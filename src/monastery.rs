// Monastery interior: the group rises into place after the clouds, the room goes dark,
// and the camera swings round to face the carousel.

use glam::Vec3;
use serde::{Deserialize, Serialize};

use crate::error::EngineError;
use crate::flicker::{default_candles, CandleLight, CandleSettings};
use crate::gate::VisibilityGate;
use crate::resolve::{damp_vec3, lerp};
use crate::segment::SegmentRange;
use crate::types::{CameraState, FrameContext};

#[derive(Debug, Clone, Serialize, Deserialize)]
#[serde(default)]
pub struct MonasterySettings {
    pub gate: VisibilityGate,
    pub entrance: SegmentRange,
    pub scale_from: f32,
    pub y_from: f32,
    /// Entrance progress past which the page background switches to `background`.
    pub dark_after: f32,
    pub background: String,
    /// Floor and back wall.
    pub panels_gate: VisibilityGate,
    pub camera_gate: VisibilityGate,
    pub camera_position: Vec3,
    pub camera_look_at: Vec3,
    pub camera_follow: f32,
    pub candles: Vec<CandleSettings>,
    pub footer_gate: VisibilityGate,
}

impl Default for MonasterySettings {
    fn default() -> Self {
        MonasterySettings {
            gate: VisibilityGate::after(0.75),
            entrance: SegmentRange::new(0.75, 0.82),
            scale_from: 0.8,
            y_from: -5.0,
            dark_after: 0.5,
            background: "#030201".to_string(),
            panels_gate: VisibilityGate::after(0.75),
            camera_gate: VisibilityGate::after(0.84),
            camera_position: Vec3::new(0.0, 0.0, 10.0),
            camera_look_at: Vec3::ZERO,
            camera_follow: 0.05,
            candles: default_candles(),
            footer_gate: VisibilityGate::after(0.85),
        }
    }
}

impl MonasterySettings {
    pub fn validate(&self) -> Result<(), EngineError> {
        self.gate.validate("monastery.gate")?;
        self.entrance.validate("monastery.entrance")?;
        self.panels_gate.validate("monastery.panels_gate")?;
        self.camera_gate.validate("monastery.camera_gate")?;
        self.footer_gate.validate("monastery.footer_gate")
    }
}

#[derive(Debug, Clone, PartialEq, Serialize)]
pub struct CandleState {
    pub position: Vec3,
    pub intensity: f32,
}

#[derive(Debug, Clone, PartialEq, Serialize)]
pub struct MonasteryState {
    pub visible: bool,
    pub entrance_progress: f32,
    pub position_y: f32,
    pub scale: f32,
    /// Background colour to apply, once the entrance is half done.
    pub background: Option<String>,
    pub panels_visible: bool,
    pub candles: Vec<CandleState>,
    pub footer_hint_visible: bool,
}

pub struct Monastery {
    settings: MonasterySettings,
    candles: Vec<CandleLight>,
}

impl Monastery {
    pub fn new(settings: MonasterySettings) -> Self {
        let candles = candle_lights(&settings.candles);
        Monastery { settings, candles }
    }

    /// Reseed the candles so flicker replays as on a fresh mount.
    pub fn reset(&mut self) {
        self.candles = candle_lights(&self.settings.candles);
    }

    pub fn update(&mut self, ctx: &FrameContext, camera: &mut CameraState) -> MonasteryState {
        let s = &self.settings;
        let p = ctx.p();
        let visible = s.gate.is_visible(p);

        // Rest values while hidden: small and sunk, ready to rise again.
        let entrance_progress = if visible {
            s.entrance.raw_progress(p)
        } else {
            0.0
        };

        if visible && s.camera_gate.is_visible(p) {
            camera.position = damp_vec3(
                camera.position,
                s.camera_position,
                s.camera_follow,
                ctx.delta_time,
            );
            camera.look_at = s.camera_look_at;
        }

        let background =
            (visible && entrance_progress > s.dark_after).then(|| s.background.clone());
        let elapsed = ctx.elapsed_time;
        let candles = self
            .candles
            .iter_mut()
            .map(|candle| CandleState {
                position: candle.position(),
                intensity: candle.intensity(elapsed),
            })
            .collect();

        MonasteryState {
            visible,
            entrance_progress,
            position_y: lerp(s.y_from, 0.0, entrance_progress),
            scale: lerp(s.scale_from, 1.0, entrance_progress),
            background,
            panels_visible: s.panels_gate.is_visible(p),
            candles,
            footer_hint_visible: visible && s.footer_gate.is_visible(p),
        }
    }
}

fn candle_lights(candles: &[CandleSettings]) -> Vec<CandleLight> {
    candles
        .iter()
        .enumerate()
        .map(|(i, c)| CandleLight::new(*c, 0x5eed_0000 + i as u64))
        .collect()
}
*-*-*
To do
Set down exactly the lines of the data above, beginning with the line that has "Monastery interior: the" and ending with the line that has "use crate::error::EngineError;", and no others.

Exercise answer
// Monastery interior: the group rises into place after the clouds, the room goes dark,
// and the camera swings round to face the carousel.

use glam::Vec3;
use serde::{Deserialize, Serialize};

use crate::error::EngineError;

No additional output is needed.